My family has always taken food too seriously. In the middle of eating dinner, we’ll talk about what we’ll have for dinner tomorrow, we’ll analyze every aspect of every ingredient and on and on. It sometimes felt like we were living in the movie “Fatso” (if you don’t know that movie, go find it). I’m sure you know families like this or perhaps your family is like this. So when John Kerry’s loss in the 2004 presidential election was at least partially attributed to the fact that he chose Swiss for his Pat’s cheesesteak — well, we could appreciate an entire community’s frivolous application of food values to something far more serious. So, we like to have fun with it. Why offer it? Because we have it in stock anyway. And because Pat’s still offers it too. And it’s fun to talk about.
What makes a true Philadelphia cheesesteak so good?
My family’s tradition was to always go down to Pat’s the day after Thanksgiving, because after all that good Italian-American food that we would painstakingly cook on Thursday, a good cheesesteak, cheese-fries and cherry peppers was the perfect change-up to all of Thanksgiving’s formality. It’s comfort food. Unabashed, simple comfort food. At 9th St. we’re bringing in a little formality in how we make the cheesesteak and everything else because we’re making everything from scratch in-house. Honestly, I have never heard of any place anywhere taking the same painstaking attention to detail that we’re taking with cheesesteaks.
The bread is made from scratch here (that alone is unique) and it’s modeled after Amoroso Bakery. The shakes start with ice cream from house-made vanilla bean crème anglaise. We bring in whole, fresh ribeyes and slice them down ourselves. Every fry and every onion ring starts with, you guessed it, whole onions and potatoes. Even our whiz is housemade. Now, when it gets to the guest, it certainly doesn’t look formal. It still drips on you just like any good cheesesteak should, but the taste and texture will all be from doing it the hard way with no short-cuts. Ultimately, we expect — heck we demand — that people from Philly that live in GR pick us apart. That’s OK, we do it ourselves. We expect that we are never going to be as good as their favorite cheesesteak from Philly, because who can compete with home? But we hope they respect the time and effort and thought that we’ve put into this, and that they ultimately accept us as a solid option for a cheesesteak in West Michigan.
Where is the food actually being made?
9th Street is a completely separate brand and business that has nothing directly in common with New Hotel Mertens except the ownership by Mertens Hospitality, and the intention from the start was to have 9th Street and our other forthcoming concept to have its own, very small physical space off-site that focuses on delivery/to-go/drive-through. But when this happened, we suddenly had a massive amount of capacity in our multiple kitchen/prep areas at 35 Oakes. So we are going to use those spaces for now, and then, when 35 Oakes’ capacity is once again being utilized by demand for New Hotel Mertens and if 9th Street is doing well, then we will move offsite.
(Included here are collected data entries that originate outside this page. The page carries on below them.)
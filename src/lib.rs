//! ptv turns PDFs and image sequences into videos.
//!
//! Two presentation styles are supported: a slideshow (`FRAMES`) that shows each image centred
//! on black, and a constant-velocity scroll (`UP`, `DOWN`, `LEFT`, `RIGHT`) that stitches the
//! images into one continuous strip moving through the viewport.
//!
//! # Pipeline overview
//!
//! 1. **Load**: PDFs (via `pdftoppm`), image files and directories -> ordered RGB8 [`Bitmap`]s
//! 2. **Scale**: fit every image to the viewport for the chosen [`Style`]
//! 3. **Pace**: derive pixels-per-frame once from extent, fps and timing ([`Pacing`])
//! 4. **Composite**: [`ScrollCompositor`] or [`FramesCompositor`] emits frames in order
//! 5. **Encode**: a [`FrameSink`] consumes them; [`FfmpegSink`] streams to the system `ffmpeg`
//!
//! The scroll compositor never holds more than the undrained tail of earlier content plus one
//! pending image, and the scroll always ends on a frame of pure background.
#![forbid(unsafe_code)]
#![deny(missing_docs)]

mod config;
mod encode;
mod foundation;
mod pipeline;
mod raster;
mod scroll;
mod slideshow;
mod source;

pub use config::{Settings, Style, parse_resolution};
pub use encode::ffmpeg::{
    FfmpegSink, FfmpegSinkOpts, default_output_path, ensure_parent_dir, is_ffmpeg_on_path,
    unique_output_path,
};
pub use encode::image_seq::{FRAME_JPEG_QUALITY, ImageSequenceSink};
pub use encode::sink::{FrameSink, InMemorySink, SinkConfig};
pub use foundation::core::{FrameIndex, Viewport};
pub use foundation::error::{PtvError, PtvResult};
pub use pipeline::{Prepared, RenderReport, prepare, render_inputs, render_to_sink};
pub use raster::bitmap::{Bitmap, MAX_BITMAP_BYTES, RGB8_BPP, Region, copy_region};
pub use raster::scale::{resize_exact, scale_to_fit, scale_to_height, scale_to_width};
pub use scroll::axis::{Axis, ScrollDirection};
pub use scroll::compositor::{Phase, ScrollCompositor, ScrollStats};
pub use scroll::pacing::{FALLBACK_PIXELS_PER_FRAME, Pacing, PacingWarning};
pub use scroll::ribbon::Ribbon;
pub use slideshow::{FramesCompositor, SlideshowStats, centre_offset};
pub use source::decode::{decode_gif_frames, decode_image, decode_image_file, flatten_over_black};
pub use source::dir::{IMAGE_EXTENSIONS, InputKind, classify, list_dir_paths, natural_cmp};
pub use source::pdf::{DEFAULT_PDF_DPI, is_pdftoppm_on_path, render_pdf_pages};
pub use source::{LoadReport, ScaleMode, SourceOpts, auto_resolution, load_images, scale_images};
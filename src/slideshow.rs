use crate::encode::sink::FrameSink;
use crate::foundation::core::{FrameIndex, Viewport};
use crate::foundation::error::{PtvError, PtvResult};
use crate::raster::bitmap::{Bitmap, Region, copy_region};

/// Counters collected during one slideshow run.
#[derive(Clone, Debug, Default, PartialEq, Eq)]
pub struct SlideshowStats {
    /// Frames pushed to the sink.
    pub frames: u64,
    /// Frames each image was held for.
    pub frames_per_item: u64,
}

/// Offset that centres `inner` within `outer`; images touching an edge within a pixel stay put.
pub fn centre_offset(outer: u32, inner: u32) -> u32 {
    let slack = outer.saturating_sub(inner);
    if slack >= 2 { slack / 2 } else { 0 }
}

/// Slideshow compositor: every image centred on a black viewport and held for
/// `max(1, round(fps * seconds_per_item))` frames. The viewport's duration is not used.
#[derive(Clone, Debug)]
pub struct FramesCompositor {
    viewport: Viewport,
}

impl FramesCompositor {
    /// Create a compositor for a validated viewport.
    pub fn new(viewport: Viewport) -> PtvResult<Self> {
        viewport.validate()?;
        Ok(Self { viewport })
    }

    /// Frames each image is shown for.
    pub fn frames_per_item(&self) -> u64 {
        let n = (self.viewport.fps * self.viewport.seconds_per_item).round();
        if n.is_finite() && n >= 1.0 { n as u64 } else { 1 }
    }

    /// Place `img` centred on a black canvas the size of the viewport.
    pub fn compose(&self, img: &Bitmap) -> PtvResult<Bitmap> {
        let (vw, vh) = (self.viewport.width, self.viewport.height);
        if img.width > vw || img.height > vh {
            return Err(PtvError::precondition(format!(
                "image {}x{} does not fit the {vw}x{vh} viewport",
                img.width, img.height
            )));
        }
        let mut canvas = Bitmap::black(vw, vh);
        let src = Region::new(0, 0, i64::from(img.width), i64::from(img.height));
        copy_region(
            img,
            src,
            &mut canvas,
            i64::from(centre_offset(vw, img.width)),
            i64::from(centre_offset(vh, img.height)),
        )?;
        Ok(canvas)
    }

    /// Emit every image in order.
    #[tracing::instrument(skip(self, images, sink), fields(images = images.len()))]
    pub fn run(&self, images: Vec<Bitmap>, sink: &mut dyn FrameSink) -> PtvResult<SlideshowStats> {
        if images.is_empty() {
            return Err(PtvError::precondition("image sequence is empty"));
        }
        if self.viewport.has_duration() {
            tracing::info!("duration is ignored for the FRAMES style");
        }
        let repeat = self.frames_per_item();
        let mut stats = SlideshowStats {
            frames: 0,
            frames_per_item: repeat,
        };
        for img in images {
            let canvas = self.compose(&img)?;
            drop(img);
            for _ in 0..repeat {
                sink.push_frame(FrameIndex(stats.frames), &canvas)?;
                stats.frames += 1;
            }
        }
        tracing::info!(frames = stats.frames, "slideshow composited");
        Ok(stats)
    }
}

#[cfg(test)]
#[path = "../tests/unit/slideshow.rs"]
mod tests;
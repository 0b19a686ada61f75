use super::*;

#[test]
fn style_parsing_accepts_aliases_in_any_case() {
    assert_eq!("frames".parse::<Style>().unwrap(), Style::Frames);
    assert_eq!("FRAME".parse::<Style>().unwrap(), Style::Frames);
    assert_eq!("u".parse::<Style>().unwrap(), Style::Up);
    assert_eq!("Down".parse::<Style>().unwrap(), Style::Down);
    assert_eq!("l".parse::<Style>().unwrap(), Style::Left);
    assert_eq!(" RIGHT ".parse::<Style>().unwrap(), Style::Right);
    assert!(matches!(
        "diagonal".parse::<Style>().unwrap_err(),
        PtvError::Validation(_)
    ));
}

#[test]
fn style_maps_to_direction_and_scaling() {
    assert_eq!(Style::Frames.scroll_direction(), None);
    assert_eq!(Style::Right.scroll_direction(), Some(ScrollDirection::Right));
    assert_eq!(Style::Frames.scale_mode(), ScaleMode::Fit);
    assert_eq!(Style::Down.scale_mode(), ScaleMode::Width);
    assert_eq!(Style::Left.scale_mode(), ScaleMode::Height);
}

#[test]
fn resolution_parsing() {
    assert_eq!(parse_resolution("1280x720").unwrap(), (1280, 720));
    assert_eq!(parse_resolution("640X480").unwrap(), (640, 480));
    assert_eq!(parse_resolution("0x0").unwrap(), (0, 0));
    assert!(parse_resolution("1280").is_err());
    assert!(parse_resolution("-2x4").is_err());
    assert!(parse_resolution("axb").is_err());
}

#[test]
fn defaults_match_an_empty_document() {
    let parsed = Settings::from_json_str("{}").unwrap();
    assert_eq!(parsed, Settings::default());
    assert_eq!((parsed.width, parsed.height), (1280, 720));
    assert_eq!(parsed.style, Style::Frames);
    assert_eq!(parsed.dpi, 150);
}

#[test]
fn json_overrides_and_style_alias() {
    let parsed =
        Settings::from_json_str(r#"{ "style": "u", "fps": 30, "duration": 12.5, "reverse": true }"#)
            .unwrap();
    assert_eq!(parsed.style, Style::Up);
    assert_eq!(parsed.fps, 30.0);
    assert_eq!(parsed.duration, 12.5);
    assert!(parsed.reverse);

    let json = serde_json::to_string(&parsed).unwrap();
    assert!(json.contains(r#""style":"UP""#));
}

#[test]
fn unknown_fields_and_bad_values_are_rejected() {
    assert!(Settings::from_json_str(r#"{ "colour": "red" }"#).is_err());
    assert!(Settings::from_json_str(r#"{ "fps": 0 }"#).is_err());
    assert!(Settings::from_json_str(r#"{ "seconds_per_item": -1 }"#).is_err());
    assert!(Settings::from_json_str(r#"{ "style": "sideways" }"#).is_err());
    assert!(Settings::from_json_str(r#"{ "dpi": 0 }"#).is_err());
}

#[test]
fn summary_lists_the_effective_values() {
    let s = Settings {
        width: 0,
        ..Settings::default()
    };
    let text = s.to_string();
    assert!(text.contains("Resolution: autox720"));
    assert!(text.contains("Style: FRAMES"));
    assert!(!text.contains("Duration"));
}

#[test]
fn missing_file_is_an_error() {
    assert!(Settings::from_json_path(Path::new("target/no/such/settings.json")).is_err());
}
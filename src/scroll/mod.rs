//! Constant-velocity scroll compositing.
//!
//! Images are stitched into a bounded ribbon and sampled one viewport window per frame.

pub mod axis;
pub mod compositor;
pub mod pacing;
pub mod ribbon;
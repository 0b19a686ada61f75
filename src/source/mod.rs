//! Image source adapter: PDFs and image directories to one ordered, pre-scaled RGB8 sequence.

pub mod decode;
pub mod dir;
pub mod pdf;

use std::path::{Path, PathBuf};

use rayon::prelude::*;

use crate::foundation::error::{PtvError, PtvResult};
use crate::foundation::math::even_up;
use crate::raster::bitmap::Bitmap;
use crate::raster::scale::{scale_to_fit, scale_to_height, scale_to_width};
use crate::source::dir::{InputKind, classify, list_dir_paths};

/// Options controlling how inputs are expanded into images.
#[derive(Clone, Copy, Debug, PartialEq, Eq)]
pub struct SourceOpts {
    /// Add every frame of directory GIFs instead of skipping them.
    pub render_gifs: bool,
    /// Walk directory entries back to front.
    pub reverse: bool,
    /// PDF rasterisation resolution.
    pub dpi: u32,
}

impl Default for SourceOpts {
    fn default() -> Self {
        Self {
            render_gifs: false,
            reverse: false,
            dpi: pdf::DEFAULT_PDF_DPI,
        }
    }
}

/// How each image is fitted to the viewport before compositing.
#[derive(Clone, Copy, Debug, PartialEq, Eq)]
pub enum ScaleMode {
    /// Fit inside the viewport, preserving aspect.
    Fit,
    /// Match the viewport width (vertical scroll).
    Width,
    /// Match the viewport height (horizontal scroll).
    Height,
}

/// Counts reported after loading.
#[derive(Clone, Debug, Default, PartialEq, Eq)]
pub struct LoadReport {
    /// Images in the final sequence.
    pub images: usize,
    /// Inputs skipped because they failed to load.
    pub failed: Vec<PathBuf>,
    /// GIFs skipped because GIF rendering is off.
    pub skipped_gifs: Vec<PathBuf>,
}

fn load_file(
    path: &Path,
    kind: InputKind,
    opts: &SourceOpts,
    out: &mut Vec<Bitmap>,
    report: &mut LoadReport,
) {
    let loaded = match kind {
        InputKind::Pdf => pdf::render_pdf_pages(path, opts.dpi),
        InputKind::Gif if !opts.render_gifs => {
            tracing::info!(path = %path.display(), "gif skipped; enable gif rendering to include it");
            report.skipped_gifs.push(path.to_path_buf());
            return;
        }
        InputKind::Gif => decode::decode_gif_frames(path),
        InputKind::Image => decode::decode_image_file(path).map(|b| vec![b]),
    };
    match loaded {
        Ok(images) => out.extend(images),
        Err(e) => {
            tracing::warn!(path = %path.display(), "input skipped: {e}");
            report.failed.push(path.to_path_buf());
        }
    }
}

/// Expand `inputs` (PDF files, image files or directories) into decoded images, in order.
///
/// Items that fail to load are omitted with a warning. A missing input path or an empty final
/// sequence is an error.
#[tracing::instrument(skip(inputs), fields(inputs = inputs.len()))]
pub fn load_images(inputs: &[PathBuf], opts: &SourceOpts) -> PtvResult<(Vec<Bitmap>, LoadReport)> {
    let mut images = Vec::new();
    let mut report = LoadReport::default();

    for input in inputs {
        if input.is_dir() {
            let mut paths = list_dir_paths(input)?;
            if opts.reverse {
                paths.reverse();
            }
            for path in &paths {
                if let Some(kind) = classify(path) {
                    load_file(path, kind, opts, &mut images, &mut report);
                }
            }
            continue;
        }
        if !input.exists() {
            return Err(PtvError::source(format!(
                "input '{}' does not exist",
                input.display()
            )));
        }
        let Some(kind) = classify(input) else {
            return Err(PtvError::source(format!(
                "input '{}' is not a pdf, image or directory",
                input.display()
            )));
        };
        // A GIF named explicitly is always rendered.
        let kind_opts = SourceOpts {
            render_gifs: true,
            ..*opts
        };
        load_file(input, kind, &kind_opts, &mut images, &mut report);
    }

    if images.is_empty() {
        return Err(PtvError::precondition("no images loaded from the inputs"));
    }
    report.images = images.len();
    tracing::info!(
        images = report.images,
        failed = report.failed.len(),
        "images loaded"
    );
    Ok((images, report))
}

/// Fill a zero viewport dimension from the first image, rounded up to even.
pub fn auto_resolution(width: u32, height: u32, first: &Bitmap) -> (u32, u32) {
    let pick = |requested: u32, natural: u32| {
        if requested == 0 {
            even_up(natural.max(1))
        } else {
            requested
        }
    };
    (pick(width, first.width), pick(height, first.height))
}

/// Scale every image for the style, in parallel, preserving order.
#[tracing::instrument(skip(images), fields(images = images.len()))]
pub fn scale_images(images: Vec<Bitmap>, mode: ScaleMode, width: u32, height: u32) -> Vec<Bitmap> {
    images
        .into_par_iter()
        .map(|img| match mode {
            ScaleMode::Fit => scale_to_fit(img, width, height),
            ScaleMode::Width => scale_to_width(img, width),
            ScaleMode::Height => scale_to_height(img, height),
        })
        .collect()
}

#[cfg(test)]
#[path = "../../tests/unit/source/mod.rs"]
mod tests;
This was never the plan, but we’ve tried to deal with the cards we’ve been dealt as positively as possible. And make no mistake, we’re not growing out of strength. We’re struggling in every way just as the entire community is. We’re growing out of an instinct to survive and, just like everyone else in our community, in an effort to put bread on the tables of NHM families; including my own family of four, our teams’ families and the many NHM suppliers’ and partners’ families.